Open dvent89 opened 6 years ago

dvent89 commented 6 years ago

https://github.com/bmwcarit/barefoot/blob/master/src/main/java/com/bmwcarit/barefoot/matcher/Matcher.java#L208

Why do we reduce the emission if we have a heading, should not we increase the emission value?

smattheis commented 6 years ago

We do not reduce the emission, we add a probability weight. Of course, the product of the probabilities of emission and heading is naturally less or equals than the probability of the emission because probability is normalized to a relative value between 0 and 1, but what matters is the adjustment of the probability distribution over candidates because some candidates have higher and some have lower probability for observing a certain heading. If we normalize the products of the candidates afterwards, such that all the products sum up to 1, we would see that probabilities of some candidates in fact increased and some decreased. (In some cases we can skip the normalization because we only want to know the candidate with maximum probability which doesn't require normalization.)

dvent89 commented 6 years ago

Hi sebastian,

thank you for your fast reply. Iam wondering on what is this formula based on. I could not find this in Newson and Krumm documents. The maximum "normalization" you can acquire is 0.01, this looks not feasbile for me .

smattheis commented 6 years ago

The integration of heading angles as emission probabilities into the HMM algorithm as described by Newson and Krumm is standard mathematics.

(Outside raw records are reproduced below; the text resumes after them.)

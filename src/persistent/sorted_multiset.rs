//! Persistent sorted multiset.
//!
//! [`SortedMultiset`] is the [`SortedSet`](super::SortedSet) policy with
//! copies allowed: adding an element equal to stored ones places it after
//! them, so equal elements keep the order they were added in, and two
//! multisets may be catenated when their boundary elements are equal.
//!
//! # Examples
//!
//! ```rust
//! use catenable::persistent::SortedMultiset;
//!
//! let bag = SortedMultiset::new().add(2).add(1).add(2);
//! assert_eq!(bag.to_string(), "{1, 2, 2}");
//! assert_eq!(bag.occurrences(&2), 2_u32.into());
//!
//! let more = SortedMultiset::new().add(2).add(3);
//! assert_eq!(bag.catenate(&more).unwrap().len(), 5);
//! ```
//!
//! A [`SortedSet`](super::SortedSet) widens into a multiset (and either into
//! a [`CatenableList`](super::CatenableList)) in O(1) with `From`, keeping
//! the tree and every registered image:
//!
//! ```rust
//! use catenable::persistent::{CatenableList, SortedMultiset, SortedSet};
//!
//! let set = SortedSet::new().add(1).add(2);
//! let bag = SortedMultiset::from(set.clone()).add(2);
//! assert_eq!(bag.to_string(), "{1, 2, 2}");
//! assert_eq!(CatenableList::from(bag).add(0).to_string(), "[1, 2, 2, 0]");
//! ```

use num_bigint::BigUint;

use super::compare::Comparator;
use super::error::CollectionError;
use super::order::InsertBehavior;
use super::position::IntoPosition;
use super::sorted::sorted_collection;
use super::sorted_set::SortedSet;

sorted_collection! {
    /// A persistent multiset kept in comparator order.
    ///
    /// # Time Complexity
    ///
    /// Same as [`SortedSet`](super::SortedSet); `occurrences` is O(log n).
    ///
    /// # Examples
    ///
    /// ```rust
    /// use catenable::persistent::SortedMultiset;
    ///
    /// let by_key = |left: &(u8, char), right: &(u8, char)| left.0.cmp(&right.0);
    /// let bag = SortedMultiset::with_comparator(by_key)
    ///     .add((2, 'a'))
    ///     .add((1, 'b'))
    ///     .add((2, 'c'));
    /// assert_eq!(bag.find(&(2, '?')), Some(&(2, 'a')));
    /// ```
    SortedMultiset, "multiset"
}

impl<E, C: Comparator<E>> SortedMultiset<E, C> {
    /// Returns the number of stored elements equal to `element`.
    pub fn occurrences(&self, element: &E) -> BigUint {
        self.sequence.rank(&*self.comparator, element, true)
            - self.sequence.rank(&*self.comparator, element, false)
    }
}

impl<E: Clone, C: Comparator<E>> SortedMultiset<E, C> {
    /// Returns a multiset with `element` added after any equal elements.
    #[must_use]
    pub fn add(&self, element: E) -> Self {
        self.derive(self.sequence.insert_ordered(
            &*self.comparator,
            element,
            InsertBehavior::AllowCopies,
        ))
    }

    /// Returns a multiset with one element equal to `element` removed.
    ///
    /// Of several equal elements, the most recently added one goes. Returns
    /// a multiset sharing this one's root when there is no such element.
    #[must_use]
    pub fn remove(&self, element: &E) -> Self {
        self.sequence
            .remove_ordered(&*self.comparator, element)
            .map_or_else(|| self.clone(), |sequence| self.derive(sequence))
    }

    /// Returns a multiset with `element` inserted at `position`.
    ///
    /// # Errors
    ///
    /// - [`CollectionError::IndexOutOfBounds`] if `position > len`.
    /// - [`CollectionError::OrderViolation`] if `element` is ordered before
    ///   its new predecessor or after its new successor.
    pub fn insert_at(&self, position: impl IntoPosition, element: E) -> Result<Self, CollectionError> {
        self.sequence
            .insert_sorted_at(&*self.comparator, &position.into_position(), element, false)
            .map(|sequence| self.derive(sequence))
    }

    /// Returns a multiset with the element at `position` replaced.
    ///
    /// # Errors
    ///
    /// - [`CollectionError::IndexOutOfBounds`] if `position >= len`.
    /// - [`CollectionError::OrderViolation`] if `element` falls outside the
    ///   neighbours of `position`.
    pub fn replace_at(&self, position: impl IntoPosition, element: E) -> Result<Self, CollectionError> {
        self.sequence
            .replace_sorted_at(&*self.comparator, &position.into_position(), element, false)
            .map(|sequence| self.derive(sequence))
    }

    /// Returns the elements of `self` followed by those of `other`, using
    /// this multiset's comparator.
    ///
    /// # Errors
    ///
    /// [`CollectionError::IncompatibleBoundary`] if the last element of
    /// `self` is greater than the first element of `other`.
    pub fn catenate(&self, other: &Self) -> Result<Self, CollectionError> {
        self.sequence
            .catenate_sorted(&other.sequence, &*self.comparator, false)
            .map(|sequence| self.derive(sequence))
    }

    /// Returns the elements of `self` followed by those of the set `other`.
    ///
    /// # Errors
    ///
    /// [`CollectionError::IncompatibleBoundary`] if the last element of
    /// `self` is greater than the first element of `other`.
    pub fn catenate_set(&self, other: &SortedSet<E, C>) -> Result<Self, CollectionError> {
        self.sequence
            .catenate_sorted(other.sequence(), &*self.comparator, false)
            .map(|sequence| self.derive(sequence))
    }
}

/// Every set is a multiset: O(1), keeping the tree, the comparator and the
/// registered images.
impl<E, C> From<SortedSet<E, C>> for SortedMultiset<E, C> {
    fn from(set: SortedSet<E, C>) -> Self {
        let (sequence, comparator) = set.into_parts();
        Self::from_parts(sequence, comparator)
    }
}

To get an overview, I recommend this book: https://www.amazon.de/Artificial-Intelligence-Modern-Approach-Global/dp/1292153962 see chapter 15 "Probabilisitic reasoning over time"

I don't know what you mean with "maximum normalization". I have to admit, the statement about "maximum normalization" and 0.01 makes no sense to me.

dvent89 commented 6 years ago

emission = Math.max(1E-2, 1 / sqrt_2pi_sigA Math.exp((-1) da / (2 sigA))); The maximum use is not correct, mathemaical correct would be to use multiplikation of exponents.

emission = (1 / sqrt_2pi_sig2 1 / sqrt_2pi_sigA ) Math.exp((-1) dz dz / (2 sig2) + (-1) da da / (2 sigA));

so we escpae the multiplication of small numbers.

smattheis commented 6 years ago

The use of Math.max is not what I would refer to as a normalization but a definition of a (relative!) minimum for the emission probability of candidates. Could you please provide some more details about your question or statement? It's quite difficult to understand your point without context.